BEGIN
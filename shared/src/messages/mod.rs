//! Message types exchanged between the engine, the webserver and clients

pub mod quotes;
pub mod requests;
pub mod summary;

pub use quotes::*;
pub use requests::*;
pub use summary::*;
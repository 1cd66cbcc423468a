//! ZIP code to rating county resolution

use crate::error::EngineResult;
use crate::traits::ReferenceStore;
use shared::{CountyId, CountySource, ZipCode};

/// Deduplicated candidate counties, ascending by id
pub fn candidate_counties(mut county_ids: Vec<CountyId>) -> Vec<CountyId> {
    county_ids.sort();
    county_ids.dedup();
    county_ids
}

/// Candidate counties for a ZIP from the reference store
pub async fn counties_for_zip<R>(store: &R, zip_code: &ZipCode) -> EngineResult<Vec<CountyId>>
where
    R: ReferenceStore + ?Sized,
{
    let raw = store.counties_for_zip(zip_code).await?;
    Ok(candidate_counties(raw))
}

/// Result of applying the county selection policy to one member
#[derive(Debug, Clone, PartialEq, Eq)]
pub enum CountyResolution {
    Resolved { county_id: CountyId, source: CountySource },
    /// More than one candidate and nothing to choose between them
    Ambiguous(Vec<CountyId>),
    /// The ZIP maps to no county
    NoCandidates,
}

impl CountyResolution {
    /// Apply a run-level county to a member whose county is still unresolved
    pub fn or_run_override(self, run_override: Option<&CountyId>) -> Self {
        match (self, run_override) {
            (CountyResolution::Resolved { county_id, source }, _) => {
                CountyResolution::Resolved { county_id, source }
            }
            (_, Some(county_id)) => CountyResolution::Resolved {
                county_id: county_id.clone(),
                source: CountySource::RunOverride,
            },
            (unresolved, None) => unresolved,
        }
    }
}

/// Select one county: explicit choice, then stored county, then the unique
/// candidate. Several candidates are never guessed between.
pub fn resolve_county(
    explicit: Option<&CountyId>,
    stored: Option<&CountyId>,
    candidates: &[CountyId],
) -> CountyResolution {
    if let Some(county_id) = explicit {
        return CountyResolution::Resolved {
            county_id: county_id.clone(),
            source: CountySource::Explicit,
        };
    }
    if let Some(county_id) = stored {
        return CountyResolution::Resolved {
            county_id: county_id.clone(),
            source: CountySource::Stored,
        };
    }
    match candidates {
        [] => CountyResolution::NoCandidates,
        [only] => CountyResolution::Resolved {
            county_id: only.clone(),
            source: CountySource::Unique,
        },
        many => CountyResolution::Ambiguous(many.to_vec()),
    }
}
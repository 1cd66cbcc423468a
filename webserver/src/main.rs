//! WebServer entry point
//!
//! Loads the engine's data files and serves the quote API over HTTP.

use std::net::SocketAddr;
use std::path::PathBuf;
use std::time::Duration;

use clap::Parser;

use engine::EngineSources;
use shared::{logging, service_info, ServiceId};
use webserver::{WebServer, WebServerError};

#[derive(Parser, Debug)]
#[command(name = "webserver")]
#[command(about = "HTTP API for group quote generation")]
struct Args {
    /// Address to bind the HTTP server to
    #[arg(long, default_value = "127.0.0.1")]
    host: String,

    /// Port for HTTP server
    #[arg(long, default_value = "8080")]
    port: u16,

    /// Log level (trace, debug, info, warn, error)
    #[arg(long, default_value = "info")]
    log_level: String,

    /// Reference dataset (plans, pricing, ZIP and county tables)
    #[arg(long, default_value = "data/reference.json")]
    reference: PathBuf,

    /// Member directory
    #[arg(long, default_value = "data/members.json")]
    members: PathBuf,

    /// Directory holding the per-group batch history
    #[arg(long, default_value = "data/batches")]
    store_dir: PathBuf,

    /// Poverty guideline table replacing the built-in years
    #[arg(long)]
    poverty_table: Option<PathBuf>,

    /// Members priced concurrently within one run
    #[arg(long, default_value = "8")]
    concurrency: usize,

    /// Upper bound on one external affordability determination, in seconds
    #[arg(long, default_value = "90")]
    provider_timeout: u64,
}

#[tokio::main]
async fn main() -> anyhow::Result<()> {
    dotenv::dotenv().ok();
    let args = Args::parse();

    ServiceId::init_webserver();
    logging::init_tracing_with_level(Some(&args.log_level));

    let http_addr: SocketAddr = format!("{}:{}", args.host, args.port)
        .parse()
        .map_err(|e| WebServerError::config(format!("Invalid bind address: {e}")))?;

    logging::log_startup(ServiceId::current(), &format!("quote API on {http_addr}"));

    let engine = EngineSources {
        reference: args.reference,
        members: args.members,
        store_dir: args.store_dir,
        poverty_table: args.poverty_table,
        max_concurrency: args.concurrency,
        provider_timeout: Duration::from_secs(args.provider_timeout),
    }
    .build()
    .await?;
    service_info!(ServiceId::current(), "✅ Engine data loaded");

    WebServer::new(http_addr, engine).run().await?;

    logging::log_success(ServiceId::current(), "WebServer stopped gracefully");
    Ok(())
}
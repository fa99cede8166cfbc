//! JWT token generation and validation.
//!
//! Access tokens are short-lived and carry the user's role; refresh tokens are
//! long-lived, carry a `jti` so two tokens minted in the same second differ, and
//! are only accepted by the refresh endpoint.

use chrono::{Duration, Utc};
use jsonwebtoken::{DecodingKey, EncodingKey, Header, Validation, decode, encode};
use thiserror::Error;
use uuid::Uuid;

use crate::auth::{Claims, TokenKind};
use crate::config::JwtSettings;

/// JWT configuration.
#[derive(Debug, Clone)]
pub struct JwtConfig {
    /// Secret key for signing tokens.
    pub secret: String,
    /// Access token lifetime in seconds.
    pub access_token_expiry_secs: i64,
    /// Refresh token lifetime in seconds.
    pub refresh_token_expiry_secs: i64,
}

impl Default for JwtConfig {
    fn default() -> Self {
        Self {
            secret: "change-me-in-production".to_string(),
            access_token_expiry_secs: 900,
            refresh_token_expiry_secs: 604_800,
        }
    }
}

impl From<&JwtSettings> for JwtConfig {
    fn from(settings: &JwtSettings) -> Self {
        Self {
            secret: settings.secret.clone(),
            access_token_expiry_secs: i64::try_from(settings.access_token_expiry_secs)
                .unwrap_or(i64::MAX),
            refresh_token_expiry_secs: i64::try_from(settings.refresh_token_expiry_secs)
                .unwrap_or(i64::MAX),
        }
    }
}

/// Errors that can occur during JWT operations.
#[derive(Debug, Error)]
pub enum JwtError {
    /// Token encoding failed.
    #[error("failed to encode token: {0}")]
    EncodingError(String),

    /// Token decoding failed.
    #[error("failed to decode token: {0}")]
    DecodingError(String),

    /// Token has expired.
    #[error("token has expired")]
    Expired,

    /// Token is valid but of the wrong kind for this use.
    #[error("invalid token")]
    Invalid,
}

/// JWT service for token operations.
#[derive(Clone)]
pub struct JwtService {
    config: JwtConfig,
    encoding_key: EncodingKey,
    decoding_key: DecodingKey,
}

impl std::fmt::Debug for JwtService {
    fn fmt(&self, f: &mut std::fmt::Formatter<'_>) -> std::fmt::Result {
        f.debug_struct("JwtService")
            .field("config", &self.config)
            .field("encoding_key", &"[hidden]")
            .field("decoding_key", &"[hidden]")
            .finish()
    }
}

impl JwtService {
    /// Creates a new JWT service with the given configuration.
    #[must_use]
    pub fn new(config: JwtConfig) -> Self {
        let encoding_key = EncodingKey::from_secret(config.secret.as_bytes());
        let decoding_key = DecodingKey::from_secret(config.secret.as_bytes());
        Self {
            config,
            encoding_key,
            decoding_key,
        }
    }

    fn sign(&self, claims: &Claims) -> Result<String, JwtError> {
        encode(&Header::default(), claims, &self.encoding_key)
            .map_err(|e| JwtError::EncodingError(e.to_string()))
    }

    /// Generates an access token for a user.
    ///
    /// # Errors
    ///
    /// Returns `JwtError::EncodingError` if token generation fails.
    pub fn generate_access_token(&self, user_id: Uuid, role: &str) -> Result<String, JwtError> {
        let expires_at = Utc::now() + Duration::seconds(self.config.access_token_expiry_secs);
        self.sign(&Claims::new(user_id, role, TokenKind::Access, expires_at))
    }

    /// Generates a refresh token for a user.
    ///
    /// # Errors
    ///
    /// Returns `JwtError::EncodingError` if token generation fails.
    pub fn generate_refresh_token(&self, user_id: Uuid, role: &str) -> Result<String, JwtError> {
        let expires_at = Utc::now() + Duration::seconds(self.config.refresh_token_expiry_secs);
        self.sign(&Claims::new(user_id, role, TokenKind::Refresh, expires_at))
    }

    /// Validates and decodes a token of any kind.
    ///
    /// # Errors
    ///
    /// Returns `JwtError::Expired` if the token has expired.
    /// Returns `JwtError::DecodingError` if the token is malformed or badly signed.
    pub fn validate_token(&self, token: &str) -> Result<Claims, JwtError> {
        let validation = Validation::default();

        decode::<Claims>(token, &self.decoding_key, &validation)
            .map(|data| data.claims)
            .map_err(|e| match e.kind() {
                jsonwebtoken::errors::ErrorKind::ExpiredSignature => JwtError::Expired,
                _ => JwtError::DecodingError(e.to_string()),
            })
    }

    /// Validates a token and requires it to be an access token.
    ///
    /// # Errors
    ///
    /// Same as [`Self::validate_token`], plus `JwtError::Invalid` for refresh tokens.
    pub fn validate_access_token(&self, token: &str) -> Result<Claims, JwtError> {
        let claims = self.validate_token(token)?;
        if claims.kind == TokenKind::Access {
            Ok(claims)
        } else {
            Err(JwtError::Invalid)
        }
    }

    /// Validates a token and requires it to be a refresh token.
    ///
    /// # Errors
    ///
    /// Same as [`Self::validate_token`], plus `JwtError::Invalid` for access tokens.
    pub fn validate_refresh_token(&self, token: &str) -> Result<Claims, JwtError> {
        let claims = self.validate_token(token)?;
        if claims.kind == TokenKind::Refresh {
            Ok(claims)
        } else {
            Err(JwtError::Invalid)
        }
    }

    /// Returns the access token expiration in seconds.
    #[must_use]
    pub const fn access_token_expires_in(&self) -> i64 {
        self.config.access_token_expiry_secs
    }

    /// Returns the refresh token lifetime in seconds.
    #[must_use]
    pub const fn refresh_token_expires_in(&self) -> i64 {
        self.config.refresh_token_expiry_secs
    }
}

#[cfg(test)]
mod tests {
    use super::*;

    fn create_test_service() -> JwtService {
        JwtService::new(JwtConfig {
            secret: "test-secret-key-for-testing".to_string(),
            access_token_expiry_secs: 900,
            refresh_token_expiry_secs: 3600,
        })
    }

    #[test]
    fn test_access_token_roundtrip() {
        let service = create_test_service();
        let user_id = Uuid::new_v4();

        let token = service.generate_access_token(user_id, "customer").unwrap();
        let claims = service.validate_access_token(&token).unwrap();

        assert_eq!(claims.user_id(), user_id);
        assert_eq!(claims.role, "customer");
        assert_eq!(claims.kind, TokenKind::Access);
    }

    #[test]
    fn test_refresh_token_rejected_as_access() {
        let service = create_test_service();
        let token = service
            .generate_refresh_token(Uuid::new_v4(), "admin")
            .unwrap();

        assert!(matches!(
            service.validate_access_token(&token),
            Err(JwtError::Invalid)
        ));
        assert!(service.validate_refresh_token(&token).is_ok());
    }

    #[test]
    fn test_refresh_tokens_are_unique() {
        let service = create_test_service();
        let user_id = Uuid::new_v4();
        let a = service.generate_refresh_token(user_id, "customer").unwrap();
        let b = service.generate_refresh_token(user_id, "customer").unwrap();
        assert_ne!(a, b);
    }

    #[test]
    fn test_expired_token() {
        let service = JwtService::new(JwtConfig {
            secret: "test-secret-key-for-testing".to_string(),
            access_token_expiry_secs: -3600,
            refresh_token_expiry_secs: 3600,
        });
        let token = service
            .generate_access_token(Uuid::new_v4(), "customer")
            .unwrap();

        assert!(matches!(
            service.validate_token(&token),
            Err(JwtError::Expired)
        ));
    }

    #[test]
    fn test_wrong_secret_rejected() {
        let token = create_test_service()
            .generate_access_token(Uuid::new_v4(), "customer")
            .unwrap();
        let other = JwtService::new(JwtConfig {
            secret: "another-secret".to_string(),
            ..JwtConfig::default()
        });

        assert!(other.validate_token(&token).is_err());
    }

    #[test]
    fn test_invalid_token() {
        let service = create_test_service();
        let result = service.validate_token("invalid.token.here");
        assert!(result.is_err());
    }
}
END
When a line of the data above holds the string "await", count it, and reply with the resulting number only.

• _Output_
3